YOUR INSTRUCTIONS: The requested output is every line from the one with "nlink: meta.nlink() as" through the last line below, printed exactly.

Data excerpts

★ ★ ★ ★ ★

use fuser::{FileAttr, FileType};
use libc::S_IFMT;
use std::fs::Metadata;
use std::io;
use std::os::unix::prelude::MetadataExt;
use std::time::{Duration, SystemTime, UNIX_EPOCH};

/// Map std::io::Error to the errno forwarded to the kernel.
///
/// Host failures carry their raw OS error and are forwarded verbatim.
pub(crate) fn io_error_to_libc(e: &io::Error) -> i32 {
    if let Some(code) = e.raw_os_error() {
        return code;
    }

    match e.kind() {
        io::ErrorKind::NotFound => libc::ENOENT,
        io::ErrorKind::PermissionDenied => libc::EACCES,
        io::ErrorKind::AlreadyExists => libc::EEXIST,
        io::ErrorKind::InvalidInput => libc::EINVAL,
        io::ErrorKind::InvalidData => libc::EINVAL,
        io::ErrorKind::TimedOut => libc::ETIMEDOUT,
        io::ErrorKind::Interrupted => libc::EINTR,
        io::ErrorKind::WriteZero => libc::ENOSPC,
        io::ErrorKind::OutOfMemory => libc::ENOMEM,
        io::ErrorKind::BrokenPipe => libc::EPIPE,
        io::ErrorKind::WouldBlock => libc::EAGAIN,
        io::ErrorKind::UnexpectedEof => libc::EIO,
        io::ErrorKind::Unsupported => libc::ENOTSUP,
        _ => libc::EIO,
    }
}

pub(crate) fn metadata_to_filetype(meta: &Metadata) -> FileType {
    match meta.mode() & (S_IFMT as u32) {
        x if x == libc::S_IFREG as u32 => FileType::RegularFile,
        x if x == libc::S_IFDIR as u32 => FileType::Directory,
        x if x == libc::S_IFLNK as u32 => FileType::Symlink,
        x if x == libc::S_IFBLK as u32 => FileType::BlockDevice,
        x if x == libc::S_IFCHR as u32 => FileType::CharDevice,
        x if x == libc::S_IFIFO as u32 => FileType::NamedPipe,
        x if x == libc::S_IFSOCK as u32 => FileType::Socket,
        _ => FileType::RegularFile,
    }
}

/// Convert std::fs::FileType to fuser FileType.
/// Only meaningful for files, directories and symlinks; callers stat the
/// entry for anything else.
pub(crate) fn std_filetype_to_fuser(ft: std::fs::FileType) -> FileType {
    if ft.is_dir() {
        FileType::Directory
    } else if ft.is_symlink() {
        FileType::Symlink
    } else {
        FileType::RegularFile
    }
}

fn timestamp(secs: i64, nsecs: i64) -> SystemTime {
    if secs >= 0 {
        UNIX_EPOCH + Duration::new(secs as u64, nsecs as u32)
    } else {
        UNIX_EPOCH - Duration::new(secs.unsigned_abs(), 0) + Duration::from_nanos(nsecs as u64)
    }
}

/// Build the attributes reported for `meta` under the overlay inode `ino`.
///
/// Timestamps come straight from the stat buffer so that ctime is the real
/// change time, not the birth time.
pub(crate) fn metadata_to_fileattr(meta: &Metadata, ino: u64) -> FileAttr {
    FileAttr {
        ino,
        size: meta.len(),
        blocks: meta.blocks(),
        atime: timestamp(meta.atime(), meta.atime_nsec()),
        mtime: timestamp(meta.mtime(), meta.mtime_nsec()),
        ctime: timestamp(meta.ctime(), meta.ctime_nsec()),
        crtime: meta.created().unwrap_or(UNIX_EPOCH),
        kind: metadata_to_filetype(meta),
        perm: (meta.mode() & 0o7777) as u16,
        nlink: meta.nlink() as u32,
        uid: meta.uid(),
        gid: meta.gid(),
        rdev: meta.rdev() as u32,
        blksize: meta.blksize() as u32,
        flags: 0,
    }
}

★ ★ ★ ★ ★

SOLVED EXERCISE:
        nlink: meta.nlink() as u32,
        uid: meta.uid(),
        gid: meta.gid(),
        rdev: meta.rdev() as u32,
        blksize: meta.blksize() as u32,
        flags: 0,
    }
}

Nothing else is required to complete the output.